Persian Kings and Egyptian Gods: Religious Innovation in Achaemenid Egypt

Recorded: February 18, 2020
Event: Contextualizing Iranian Religions in the Ancient World - 14th Melammu Symposium
Citation: Colburn, Henry. "Persian Kings and Egyptian Gods: Religious Innovation in Achaemenid Egypt," Contextualizing Iranian Religions in the Ancient World - 14th Melammu Symposium. February 18, 2020.

by Henry Colburn (Metropolitan Museum of Art)
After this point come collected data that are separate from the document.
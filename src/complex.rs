/*!
`ComplexInterval<F>`: a pair of real [`Interval`]s with Gauss-style
complex arithmetic.
*/

use crate::interval::Interval;
use crate::ops::{RoundedOps, RoundingPolicy};

/// `re + i*im`, both components sharing a single decoration/NG pair taken
/// as the min/or over whichever operation produced them.
#[derive(Clone, Copy, Debug)]
pub struct ComplexInterval<F> {
    re: Interval<F>,
    im: Interval<F>,
}

impl<F: RoundedOps> ComplexInterval<F> {
    pub fn new(re: Interval<F>, im: Interval<F>) -> Self {
        ComplexInterval { re, im }
    }

    pub fn real(x: Interval<F>) -> Self {
        ComplexInterval {
            im: Interval::singleton(F::zero()),
            re: x,
        }
    }

    pub fn re(&self) -> &Interval<F> {
        &self.re
    }

    pub fn im(&self) -> &Interval<F> {
        &self.im
    }

    pub fn nai() -> Self {
        ComplexInterval {
            re: Interval::nai(),
            im: Interval::nai(),
        }
    }

    pub fn is_nai(&self) -> bool {
        self.re.is_nai() || self.im.is_nai()
    }

    pub fn add(&self, other: &Self, policy: RoundingPolicy) -> Self {
        ComplexInterval {
            re: self.re.add(&other.re, policy),
            im: self.im.add(&other.im, policy),
        }
    }

    pub fn sub(&self, other: &Self, policy: RoundingPolicy) -> Self {
        ComplexInterval {
            re: self.re.sub(&other.re, policy),
            im: self.im.sub(&other.im, policy),
        }
    }

    pub fn neg(&self) -> Self {
        ComplexInterval {
            re: self.re.neg(),
            im: self.im.neg(),
        }
    }

    /// `(a+ib)(c+id) = (ac - bd) + i(ad + bc)`: four interval products and
    /// two combining sums, each outward-rounded through `Interval`'s own
    /// arithmetic. `re` and `sub`/`add`'s decoration/NG derivations run
    /// independently of `im`'s, so both components are reconciled to a
    /// shared pair afterward rather than left to disagree.
    pub fn mul(&self, other: &Self, policy: RoundingPolicy) -> Self {
        let ac = self.re.mul(&other.re, policy);
        let bd = self.im.mul(&other.im, policy);
        let ad = self.re.mul(&other.im, policy);
        let bc = self.im.mul(&other.re, policy);
        let re = ac.sub(&bd, policy);
        let im = ad.add(&bc, policy);
        Self::shared_decoration(re, im)
    }

    /// Reconciles `re`/`im` to one shared decoration/NG pair — the min
    /// decoration and the OR'd NG flag — mirroring `Interval::combine`'s
    /// derivation for a single scalar result.
    fn shared_decoration(re: Interval<F>, im: Interval<F>) -> Self {
        if re.is_nai() || im.is_nai() {
            return Self::nai();
        }
        let decoration = re.decoration().min(im.decoration());
        let ng = re.ng() || im.ng();
        ComplexInterval {
            re: Interval::from_parts(*re.bare(), decoration, ng),
            im: Interval::from_parts(*im.bare(), decoration, ng),
        }
    }

    /// Magnitude-squared `re^2 + im^2`, used both by `div` and as the
    /// complex analogue of `mag` for Gershgorin-disc radii.
    fn norm_sq(&self, policy: RoundingPolicy) -> Interval<F> {
        let re2 = self.re.mul(&self.re, policy);
        let im2 = self.im.mul(&self.im, policy);
        re2.add(&im2, policy)
    }

    /// `(a+ib)/(c+id) = (a+ib)(c-id) / (c^2+d^2)`.
    pub fn div(&self, other: &Self, policy: RoundingPolicy) -> Self {
        let conj = ComplexInterval {
            re: other.re,
            im: other.im.neg(),
        };
        let numerator = self.mul(&conj, policy);
        let denom = other.norm_sq(policy);
        let re = numerator.re.div(&denom, policy);
        let im = numerator.im.div(&denom, policy);
        Self::shared_decoration(re, im)
    }

    pub fn conj(&self) -> Self {
        ComplexInterval {
            re: self.re,
            im: self.im.neg(),
        }
    }
}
Persian Kings and Egyptian Gods: Religious Innovation in Achaemenid Egypt

The study of the relationship between Persian kings and Egyptian gods has focused mainly on questions of sacrilege and neglect. Yet there is evidence for religious innovation as well. In the Kharga Oasis in Egypt’s Western Desert, Darius I created a new kind of Egyptian temple, one that prefigures the ‘encyclopedic’ temples of the subsequent Ptolemaic period, such as at Edfu. This temple contains images of some 700 gods from throughout Middle and Upper Egypt. The purpose of this divine collection was to populate the oasis with the gods worshipped by the people who had moved there from the Nile Valley as part of a Persian effort to integrate the Western Desert into existing networks of imperial control. At the same time the process of creating this new temple goes beyond the mere performance of pharaonic duties and suggests an interest in creating systematic knowledge of the ‘gods of others’ (to borrow a phrase from Amélie Kuhrt). While this interest arguably served imperial goals, it also raises the possibility that the Persians did not regard Egyptian religion as entirely inconsistent with their own cosmic worldview.

About the Speaker

Henry Colburn earned a PhD in Classical Art and Archaeology from the University of Michigan. His research focuses on the art and archaeology of ancient Iran, and on the regions of the Near East, Eastern Mediterranean, and Central Asia that interacted with Iran prior to the advent of Islam. His first book on this subject, Archaeology of Empire in Achaemenid Egypt, was published earlier this year. He has held fellowships at the Harvard Art Museums, the Getty Research Institute, and the Metropolitan Museum of Art, and teaching positions at the University of California, Irvine and the University of Southern California. He is currently a Research Associate of the Kelsey Museum of Archaeology at the University of Michigan by virtue of his ongoing work on the seals of the Persepolis Fortification Archive.